Papillon Leblanc wrote:Hello everyone.
Longtime EVE player, wanted to make a transition out of a traditional MMO environment into something that was more pick up and play but still had depth and structure.
I found out about DUST, did a little reading about planned features, invested in a PS3 and got into the meat of it. After playing for about a week now, I thought I'd share some thoughts:
1. Weapon diversity needs to change. Honestly, 90% of my deaths are from assault rifles, specifically the highest tiered "Duvolle" variant, because at least 90% of the players seem to use this weapon. I understand the desire to use what is best, most encompassing, but it's annoying that there's so much variety in this game that goes unused.
2. Vehicles, or lack thereof. There is a huge ceiling for a new player trying to use these, the skill and ISK investment is crazy and also makes your basic ground abilities lackluster compared to equally skilled opponents. HAVs, when I do see them, seem to do okay, but only because most players won't switch to an AT role to deal with them.
3. Dropships, similar to above. Crazy hard to fly, in every sense of the word. Expensive. Role needs to be expanded or better defined.
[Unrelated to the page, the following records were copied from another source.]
//! Typed request-scoped state, carried in the request extensions.

use axum::{
    async_trait,
    extract::{FromRequestParts, Request},
    http::request::Parts,
};
use uuid::Uuid;

use crate::{auth::claims::Claims, error::ApiError, store::Store};

/// Identity established by the auth middleware.
#[derive(Debug, Clone)]
pub struct Identity {
    pub user_id: Uuid,
    pub claims: Claims,
}

/// Everything the chain has attached to one in-flight request.
#[derive(Clone, Default)]
pub struct RequestContext {
    pub request_id: Option<String>,
    pub store: Option<Store>,
    pub identity: Option<Identity>,
}

impl RequestContext {
    pub fn of(req: &Request) -> Option<&RequestContext> {
        req.extensions().get::<RequestContext>()
    }

    pub fn request_id(&self) -> &str {
        self.request_id.as_deref().unwrap_or("unknown")
    }

    /// Runs `f` against the request's context, creating an empty one first
    /// if no middleware has attached it yet.
    pub fn update(req: &mut Request, f: impl FnOnce(&mut RequestContext)) {
        let mut ctx = req
            .extensions_mut()
            .remove::<RequestContext>()
            .unwrap_or_default();
        f(&mut ctx);
        req.extensions_mut().insert(ctx);
    }
}

/// The store injected by the store middleware.
pub struct CurrentStore(pub Store);

#[async_trait]
impl<S: Send + Sync> FromRequestParts<S> for CurrentStore {
    type Rejection = ApiError;

    async fn from_request_parts(parts: &mut Parts, _state: &S) -> Result<Self, Self::Rejection> {
        parts
            .extensions
            .get::<RequestContext>()
            .and_then(|ctx| ctx.store.clone())
            .map(CurrentStore)
            .ok_or_else(|| ApiError::internal(anyhow::anyhow!("no database store in context")))
    }
}

/// Authenticated caller. Only present behind the auth middleware.
pub struct AuthUser {
    pub user_id: Uuid,
}

#[async_trait]
impl<S: Send + Sync> FromRequestParts<S> for AuthUser {
    type Rejection = ApiError;

    async fn from_request_parts(parts: &mut Parts, _state: &S) -> Result<Self, Self::Rejection> {
        parts
            .extensions
            .get::<RequestContext>()
            .and_then(|ctx| ctx.identity.as_ref())
            .map(|identity| AuthUser {
                user_id: identity.user_id,
            })
            .ok_or(ApiError::PermissionDenied)
    }
}
use serde::{Deserialize, Serialize};

/// Request body for user registration.
#[derive(Debug, Deserialize)]
pub struct RegisterRequest {
    pub email: String,
    pub password: String,
}

/// Request body for login. Missing fields decode as empty and are rejected
/// by the flow with a 400.
#[derive(Debug, Deserialize)]
pub struct LoginRequest {
    #[serde(default)]
    pub email: String,
    #[serde(default)]
    pub password: String,
}

/// Response returned after a successful login.
#[derive(Debug, Serialize)]
pub struct TokenResponse {
    pub token: String,
}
4. Tier systems in a F2P... Makes me a nervous man. I understand it's related to the way of doing things in EVE, but I think it's bad game design to have high skill investments rewarded with objectively superior weapons (DUVOLLE I AM LOOKING AT YOU). There needs to be side grades rather than Milita < Standard < Mid < Highest. Higher investment should be rewarded with more exotic possibilities, maybe even attachments? I find it annoying I can't put a decent optic on say, a laser rifle, but an SMG? Sure, have a nice Holo scope.
As for some strengths:
1. Time to kill. I think this is the single most important factor for a shooter, and I think DUST (generally) hits it pretty well. The game gives you enough time to retreat, recover, and continue to fight, while still punishing you for making mistakes. Except Duvolles, they **** out a trillion damage a minute. It shows that DUST isn't designed for the casual, because you have to think, as opposed to the classic example of COD that is designed to allow any player to win based on who shoots first without the other person seeing.
2. Aesthetic. Very pretty, well designed and unique per race, though I feel like all I see are gallente mediums (they are the coolest, I swear).
3. The EVE connection. I think the factional warfare systems and EVE involvement are the saving grace, and I also understand that I can't expect this game to be flawless so soon in its development cycle. I think the potential to evolve and grow along EVE is massive, if crossplatform play is properly rewarded.
4. Teamplay. I think the strongest teams seem to be that way because of hard working interaction between roles, I especially like the kind of "trench" warfare that goes on when you have a decent logistics player on your side, it sets up a good hub for the whole team to conduct warfare with.
Lastly, here are my major concerns:
I had to re-roll my every character for the first three days I played, because it is that easy to gimp yourself with bad skill choices. There needs to be a grace period or something where a new player can respec within their first month, or whatever, because It's not exactly going to be in every player's head that they need to go extensive research on a forum or wiki to skill for a playstyle which at least sounds like it's playable for them. I had the experience of trying several roles that sounded good only to find them not what I expected. I don't see how else to approach this besides respec.
Matchmaking tiers. It needs this bad. It is different in EVE when you don't have to go play with the big boys in nullsec until you're further along into your character. Day one of DUST you're fighting protos with the highest tier weapon in their class. It's frustrating, because the engagements are symmetrical. A 16 man team with 16 million SP among them is objectively better and well rounded than a 16 man team with only 8 million SP among them. More damage, more health, better weapons with better parameters. For this reason, its vital that the game try to average out SP between teams, or set limits per pool. Punishing players for being new (not for individual skill) is not a good way to retain a strong and loyal base. I would rather lose to an equal SP player 10 times rather than a multi-million SP player once, because at least I know which death was because of a deficit of skill on my part.
So, tl;dr:
The game is very promising, and has strong fundamentals that set it apart from your typical shooter fair. The game occupies a strange niche between accessible and super hardcore, and the symmetry of match ups punishes new players to a high degree. The game needs to undergo some balancing and diversification, or community retention will be a huge problem for the game and it's future.
I am curious to hear the thoughts of other new and also more experienced players. I ask both parties to consider what it's like to be on the other side of the fence, so to speak.
EDIT:
One last complaint, but it's very important. There is no, no, no, no reason why every character on an account shouldn't be able to gain passive SP. All you're encouraging is for people to make multiple PSN accounts, which brings nothing to the game besides increased server load, because the game is free to play. It makes sense, fiscally, in EVE to have it this way, but not here.